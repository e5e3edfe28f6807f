// Copyright 2021 Google LLC
//
// Licensed under the Apache License, Version 2.0 (the "License");
// you may not use this file except in compliance with the License.
// You may obtain a copy of the License at
//
//     https://www.apache.org/licenses/LICENSE-2.0
//
// Unless required by applicable law or agreed to in writing, software
// distributed under the License is distributed on an "AS IS" BASIS,
// WITHOUT WARRANTIES OR CONDITIONS OF ANY KIND, either express or implied.
// See the License for the specific language governing permissions and
// limitations under the License.

//! Host side of the protocol.
//!
//! [`transfer_requests`] splits one transfer into the frames a host sends;
//! [`ResponseAssembler`] puts the response frames back together and notices
//! a lost frame, after which the host should send `RestartResponse` and feed
//! the assembler again from the start.
//!
//! [`transfer_requests`]: fn.transfer_requests.html
//! [`ResponseAssembler`]: struct.ResponseAssembler.html

use crate::protocol::packet::max_payload;
use crate::protocol::packet::Message;
use crate::protocol::packet::PacketId;
use crate::protocol::packet::Request;
use crate::protocol::packet::Response;
use crate::protocol::packet::FULL_DUPLEX_ENABLED;
use crate::protocol::packet::TRANSFER_CONTINUE_HEADER_LEN;
use crate::protocol::packet::TRANSFER_START_HEADER_LEN;
use crate::protocol::status::StatusCode;
use crate::protocol::wire::FromWire;
use crate::protocol::wire::FromWireError;
use crate::protocol::wire::ToWireError;

use core::cmp::min;
use core::convert::TryFrom;

/// Host-side framing errors.
#[derive(Clone, Copy, PartialEq, Eq, Debug)]
pub enum HostError {
    /// A frame could not be decoded.
    FromWire(FromWireError),

    /// A frame could not be encoded.
    ToWire(ToWireError),

    /// The write data does not fit a `u16` count.
    WriteTooLong(usize),

    /// A frame of the wrong kind arrived.
    UnexpectedPacket(PacketId),

    /// The bridge reported an error.
    Status(StatusCode),

    /// A response frame was lost; restart the response.
    Gap {
        /// Offset the next frame should have carried.
        expected: u16,
        /// Offset it did carry.
        got: u16,
    },

    /// The bridge sent more data than requested.
    Overflow,
}

impl From<FromWireError> for HostError {
    fn from(e: FromWireError) -> Self {
        Self::FromWire(e)
    }
}

impl From<ToWireError> for HostError {
    fn from(e: ToWireError) -> Self {
        Self::ToWire(e)
    }
}

/// The requests that make up one transfer.
#[derive(Clone, Debug)]
pub struct TransferRequests<'a> {
    write: &'a [u8],
    read_count: u16,
    index: usize,
    started: bool,
}

/// Splits a transfer into a `TransferStart` followed by as many
/// `TransferContinue` requests as the write data needs.
///
/// `read_count` may be `FULL_DUPLEX_ENABLED`.
pub fn transfer_requests(write: &[u8], read_count: u16) -> Result<TransferRequests<'_>, HostError> {
    if u16::try_from(write.len()).is_err() {
        return Err(HostError::WriteTooLong(write.len()));
    }
    Ok(TransferRequests {
        write,
        read_count,
        index: 0,
        started: false,
    })
}

impl<'a> TransferRequests<'a> {
    /// Number of read bytes the response will carry.
    pub fn expected_read_len(&self) -> usize {
        if self.read_count == FULL_DUPLEX_ENABLED {
            self.write.len()
        } else {
            usize::from(self.read_count)
        }
    }
}

impl<'a> Iterator for TransferRequests<'a> {
    type Item = Request<'a>;

    fn next(&mut self) -> Option<Request<'a>> {
        // Lengths and offsets fit in u16; see `transfer_requests()`.
        if !self.started {
            self.started = true;
            let len = min(self.write.len(), max_payload(TRANSFER_START_HEADER_LEN));
            self.index = len;
            return Some(Request::TransferStart {
                write_count: self.write.len() as u16,
                read_count: self.read_count,
                data: &self.write[..len],
            });
        }

        if self.index >= self.write.len() {
            return None;
        }
        let start = self.index;
        let len = min(self.write.len() - start, max_payload(TRANSFER_CONTINUE_HEADER_LEN));
        self.index += len;
        Some(Request::TransferContinue {
            data_index: start as u16,
            data: &self.write[start..start + len],
        })
    }
}

/// Reassembles the read data of one transfer.
pub struct ResponseAssembler<'b> {
    buf: &'b mut [u8],
    index: usize,
    started: bool,
}

impl<'b> ResponseAssembler<'b> {
    /// Creates an assembler expecting exactly `buf.len()` read bytes.
    pub fn new(buf: &'b mut [u8]) -> Self {
        Self {
            buf,
            index: 0,
            started: false,
        }
    }

    /// Returns true iff every read byte has arrived.
    pub fn is_complete(&self) -> bool {
        self.started && self.index == self.buf.len()
    }

    /// The read bytes received so far.
    pub fn data(&self) -> &[u8] {
        &self.buf[..self.index]
    }

    /// Decodes and applies one response frame.
    pub fn push_frame(&mut self, frame: &[u8]) -> Result<bool, HostError> {
        let response = Response::from_wire(frame)?;
        self.push(&response)
    }

    /// Applies one response. Returns whether the read data is complete.
    ///
    /// A `TransferStartResponse` always starts over, so after a `Gap` the
    /// replayed response can be fed in directly.
    pub fn push(&mut self, response: &Response<'_>) -> Result<bool, HostError> {
        match *response {
            Response::TransferStart { status, data } => {
                self.started = true;
                self.index = 0;
                if !status.is_success() {
                    return Err(HostError::Status(status));
                }
                self.append(data)?;
            }
            Response::TransferContinue { data_index, data } => {
                if !self.started {
                    return Err(HostError::UnexpectedPacket(response.id()));
                }
                if usize::from(data_index) != self.index {
                    return Err(HostError::Gap {
                        expected: self.index as u16,
                        got: data_index,
                    });
                }
                self.append(data)?;
            }
            _ => return Err(HostError::UnexpectedPacket(response.id())),
        }
        Ok(self.is_complete())
    }

    fn append(&mut self, data: &[u8]) -> Result<(), HostError> {
        let end = self.index + data.len();
        if end > self.buf.len() {
            return Err(HostError::Overflow);
        }
        self.buf[self.index..end].copy_from_slice(data);
        self.index = end;
        Ok(())
    }
}

#[cfg(test)]
mod test {
    use super::*;

    #[test]
    fn splits_long_write() {
        let write = [0x33; 200];
        let requests: Vec<_> = transfer_requests(&write, 4).unwrap().collect();
        assert_eq!(requests.len(), 4);
        match requests[0] {
            Request::TransferStart {
                write_count,
                read_count,
                data,
            } => {
                assert_eq!((write_count, read_count, data.len()), (200, 4, 58));
            }
            other => panic!("unexpected {:?}", other),
        }
        let indices: Vec<_> = requests[1..]
            .iter()
            .map(|r| match r {
                Request::TransferContinue { data_index, data } => (*data_index, data.len()),
                other => panic!("unexpected {:?}", other),
            })
            .collect();
        assert_eq!(indices, vec![(58, 60), (118, 60), (178, 22)]);
    }

    #[test]
    fn empty_write_is_one_frame() {
        let requests = transfer_requests(&[], FULL_DUPLEX_ENABLED).unwrap();
        assert_eq!(requests.expected_read_len(), 0);
        assert_eq!(requests.count(), 1);
        assert!(transfer_requests(&[0; 0x10000], 0).is_err());
    }

    #[test]
    fn reassembles_and_detects_gap() {
        let mut buf = [0; 6];
        let mut asm = ResponseAssembler::new(&mut buf);
        let start = Response::TransferStart {
            status: StatusCode::Success,
            data: &[1, 2],
        };
        assert_eq!(asm.push(&start), Ok(false));

        let late = Response::TransferContinue {
            data_index: 4,
            data: &[5, 6],
        };
        assert_eq!(asm.push(&late), Err(HostError::Gap { expected: 2, got: 4 }));

        // Replay from the start.
        assert_eq!(asm.push(&start), Ok(false));
        let next = Response::TransferContinue {
            data_index: 2,
            data: &[3, 4, 5, 6],
        };
        assert_eq!(asm.push(&next), Ok(true));
        assert_eq!(asm.data(), &[1, 2, 3, 4, 5, 6]);
    }

    #[test]
    fn reports_status_and_overflow() {
        let mut buf = [0; 1];
        let mut asm = ResponseAssembler::new(&mut buf);
        assert_eq!(
            asm.push_frame(&[0x05, 0x00, 0x05, 0x00]),
            Err(HostError::Status(StatusCode::Disabled))
        );
        assert_eq!(
            asm.push_frame(&[0x05, 0x00, 0x00, 0x00, 0x01, 0x02]),
            Err(HostError::Overflow)
        );
        assert_eq!(
            asm.push_frame(&[0x08, 0x00, 0x00, 0x00]),
            Err(HostError::UnexpectedPacket(PacketId::ChipSelectResponse))
        );
    }
}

---

REQUIRED ACTION -> In the entries above, locate every line with the word "TransferContinue" and copy it.

YOUR SOLUTION ->
/// `TransferContinue` requests as the write data needs.
        Some(Request::TransferContinue {
            Response::TransferContinue { data_index, data } => {
                Request::TransferContinue { data_index, data } => (*data_index, data.len()),
        let late = Response::TransferContinue {
        let next = Response::TransferContinue {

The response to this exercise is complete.